Implement MulAdd() which may perform FMA
rr::MulAdd(x, y, z) computes `x * y + z`, which may be fused into one
'fused' operation to produce a higher-precision result. AVX2 features
FMA instructions which perform a Fused Multiply-Add using just one
micro-operation and reducing latency compared to separate multiplication
and addition.
This corresponds directly with LLVM's fmuladd intrinsic:
https://llvm.org/docs/LangRef.html#llvm-fmuladd-intrinsic
The backend detects whether FMA is available and more efficient.
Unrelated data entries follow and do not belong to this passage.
#[cfg(test)]
mod tests {
    use super::*;
    use httptest::matchers::*;
    use httptest::responders::*;
    use httptest::{Expectation, Server};

    fn service(server: &Server) -> SupabaseService {
        SupabaseService::with_base_url(&server.url_str(""), "service-key").unwrap()
    }

    #[tokio::test]
    async fn test_open_job_run_returns_id_and_swallow_on_error() {
        let server = Server::run();
        server.expect(
            Expectation::matching(all_of![
                request::method("POST"),
                request::path("/rest/v1/job_runs"),
                request::headers(contains(("apikey", "service-key"))),
            ])
            .respond_with(json_encoded(serde_json::json!([{"id": "run-1"}]))),
        );

        let db = service(&server);
        let id = db
            .open_job_run("sales_tracker", serde_json::json!({}))
            .await;
        assert_eq!(id.as_deref(), Some("run-1"));
    }

    #[tokio::test]
    async fn test_close_job_run_patches_by_id() {
        let server = Server::run();
        server.expect(
            Expectation::matching(all_of![
                request::method("PATCH"),
                request::path("/rest/v1/job_runs"),
                request::query(url_decoded(contains(("id", "eq.run-1")))),
                request::body(json_decoded(all_of![
                    json_path_eq("$.status", "completed_with_errors"),
                    json_path_eq("$.tenants_failed", 1),
                ])),
            ])
            .respond_with(status_code(204)),
        );

        let db = service(&server);
        let mut summary = JobRunSummary::default();
        summary.record_tenant_failure(serde_json::json!({"tenant": "t1", "error": "boom"}));
        db.close_job_run(Some("run-1"), JobRunStatus::CompletedWithErrors, &summary)
            .await;
    }

    // json_decoded matcher helpers
    fn json_path_eq(path: &str, expected: impl Into<serde_json::Value>) -> JsonPathEq {
        JsonPathEq {
            path: path.trim_start_matches("$.").to_string(),
            expected: expected.into(),
        }
    }

    #[derive(Debug)]
    struct JsonPathEq {
        path: String,
        expected: serde_json::Value,
    }

    impl httptest::matchers::Matcher<serde_json::Value> for JsonPathEq {
        fn matches(
            &mut self,
            input: &serde_json::Value,
            _ctx: &mut httptest::matchers::ExecutionContext,
        ) -> bool {
            input.get(&self.path) == Some(&self.expected)
        }

        fn fmt(&self, f: &mut std::fmt::Formatter<'_>) -> std::fmt::Result {
            write!(f, "JsonPathEq({} == {})", self.path, self.expected)
        }
    }

    #[tokio::test]
    async fn test_upsert_product_sales_sets_conflict_target() {
        let server = Server::run();
        server.expect(
            Expectation::matching(all_of![
                request::method("POST"),
                request::path("/rest/v1/product_sales"),
                request::query(url_decoded(contains((
                    "on_conflict",
                    "tenant_id,collection_id,product_id"
                )))),
                request::headers(contains((
                    "prefer",
                    "resolution=merge-duplicates,return=minimal"
                ))),
            ])
            .respond_with(status_code(201)),
        );

        let db = service(&server);
        let sales: ProductSales = serde_json::from_value(serde_json::json!({
            "tenant_id": "t1",
            "collection_id": "c1",
            "product_id": "p1",
            "date_added_to_collection": "2026-07-01T00:00:00Z",
            "last_update": "2026-07-20T00:00:00Z"
        }))
        .unwrap();
        db.upsert_product_sales(&sales).await.unwrap();
    }

    #[tokio::test]
    async fn test_store_errors_are_retried_then_fatal() {
        let server = Server::run();
        server.expect(
            Expectation::matching(request::method_path("GET", "/rest/v1/tenant_rules"))
                .times(MAX_RETRIES as usize..)
                .respond_with(status_code(503)),
        );

        let db = service(&server);
        let err = db.tenant_rules("t1").await.expect_err("must fail");
        assert_eq!(err.kind, crate::contracts::JobErrorKind::TransientHttp);
    }

    #[tokio::test]
    async fn test_legacy_rule_rows_parse_via_from_row() {
        let server = Server::run();
        server.expect(
            Expectation::matching(all_of![
                request::method("GET"),
                request::path("/rest/v1/optimization_rules"),
                request::query(url_decoded(contains(("is_enabled", "eq.true")))),
                request::query(url_decoded(contains(("order", "priority.desc")))),
            ])
            .respond_with(json_encoded(serde_json::json!([{
                "id": "r1",
                "tenant_id": "t1",
                "action_type": "pause",
                "conditions": [
                    {"metric": "spend", "operator": ">=", "value": 100}
                ]
            }]))),
        );

        let db = service(&server);
        let rules = db.optimization_rules("t1").await.unwrap();
        assert_eq!(rules.len(), 1);
        assert_eq!(rules[0].condition_groups.len(), 1);
    }

    #[tokio::test]
    async fn test_cleanup_deletes_sales_then_assignments_keeps_sync_log() {
        let server = Server::run();
        server.expect(
            Expectation::matching(all_of![
                request::method("GET"),
                request::path("/rest/v1/campaign_batch_assignments"),
            ])
            .respond_with(json_encoded(serde_json::json!([
                {"id": "a1", "collection_id": "c1"},
                {"id": "a2", "collection_id": "c2"}
            ]))),
        );
        server.expect(
            Expectation::matching(all_of![
                request::method("GET"),
                request::path("/rest/v1/product_sales"),
                request::query(url_decoded(contains(("collection_id", "in.(c1,c2)")))),
            ])
            .respond_with(json_encoded(serde_json::json!([
                {"product_id": "p1"}, {"product_id": "p2"}, {"product_id": "p3"}
            ]))),
        );
        server.expect(
            Expectation::matching(all_of![
                request::method("DELETE"),
                request::path("/rest/v1/product_sales"),
            ])
            .respond_with(status_code(204)),
        );
        server.expect(
            Expectation::matching(all_of![
                request::method("DELETE"),
                request::path("/rest/v1/campaign_batch_assignments"),
                request::query(url_decoded(contains(("campaign_id", "eq.camp-1")))),
            ])
            .respond_with(status_code(204)),
        );

        let db = service(&server);
        let (assignments, sales) = db.cleanup_paused_campaign("t1", "camp-1").await.unwrap();
        assert_eq!(assignments, 2);
        assert_eq!(sales, 3);
    }

    #[tokio::test]
    async fn test_storage_upload_returns_public_url() {
        let server = Server::run();
        server.expect(
            Expectation::matching(all_of![
                request::method("POST"),
                request::path("/storage/v1/object/winner-creatives/winner-images/a.png"),
                request::headers(contains(("content-type", "image/png"))),
            ])
            .respond_with(json_encoded(serde_json::json!({"Key": "ok"}))),
        );

        let db = service(&server);
        let url = db
            .upload_to_storage(
                "winner-creatives",
                "winner-images/a.png",
                vec![1, 2, 3],
                "image/png",
            )
            .await
            .unwrap();
        assert!(url.ends_with("/storage/v1/object/public/winner-creatives/winner-images/a.png"));
    }

    #[tokio::test]
    async fn test_start_tracking_preserves_existing_anchor() {
        let server = Server::run();
        // Existing row -> no upsert issued.
        server.expect(
            Expectation::matching(all_of![
                request::method("GET"),
                request::path("/rest/v1/product_sales"),
            ])
            .respond_with(json_encoded(serde_json::json!([{
                "tenant_id": "t1",
                "collection_id": "c1",
                "product_id": "p1",
                "date_added_to_collection": "2026-01-01T00:00:00Z",
                "last_update": "2026-01-02T00:00:00Z"
            }]))),
        );

        let db = service(&server);
        db.start_tracking("t1", "c1", "p1", "Hoodie").await.unwrap();
    }
}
Subzero currently does not support AVX2 so it always implements MulAdd()
as just `a * b + c`.
Bug: b/214591655
Change-Id: Ia5e0d0adc0933e212a2f3f289c2cb75ecdea37cc
Reviewed-on: https://swiftshader-review.googlesource.com/c/SwiftShader/+/61848
Kokoro-Result: kokoro <noreply+kokoro@google.com>
Tested-by: Nicolas Capens <nicolascapens@google.com>
Reviewed-by: Alexis Hétu <sugoi@google.com>
diff --git a/src/Reactor/LLVMReactor.cpp b/src/Reactor/LLVMReactor.cpp
index 9cadafc..b2faab9 100644
--- a/src/Reactor/LLVMReactor.cpp
+++ b/src/Reactor/LLVMReactor.cpp
@@ -3159,6 +3159,12 @@
storeValue(replicate);
}
+RValue<Float4> MulAdd(RValue<Float4> x, RValue<Float4> y, RValue<Float4> z)
+{
+ auto func = llvm::Intrinsic::getDeclaration(jit->module.get(), llvm::Intrinsic::fmuladd, { T(Float4::type()) });
+ return RValue<Float4>(V(jit->builder->CreateCall(func, { V(x.value()), V(y.value()), V(z.value()) })));
+}
+
RValue<Float4> Abs(RValue<Float4> x)
{
auto func = llvm::Intrinsic::getDeclaration(jit->module.get(), llvm::Intrinsic::fabs, { V(x.value())->getType() });
diff --git a/src/Reactor/Reactor.hpp b/src/Reactor/Reactor.hpp
index 3b3d08b..f31304c 100644
--- a/src/Reactor/Reactor.hpp
+++ b/src/Reactor/Reactor.hpp
@@ -2343,6 +2343,9 @@
RValue<Float4> operator+(RValue<Float4> val);
RValue<Float4> operator-(RValue<Float4> val);
+// Computes `x * y + z`, which may be fused into one operation to produce a higher-precision result.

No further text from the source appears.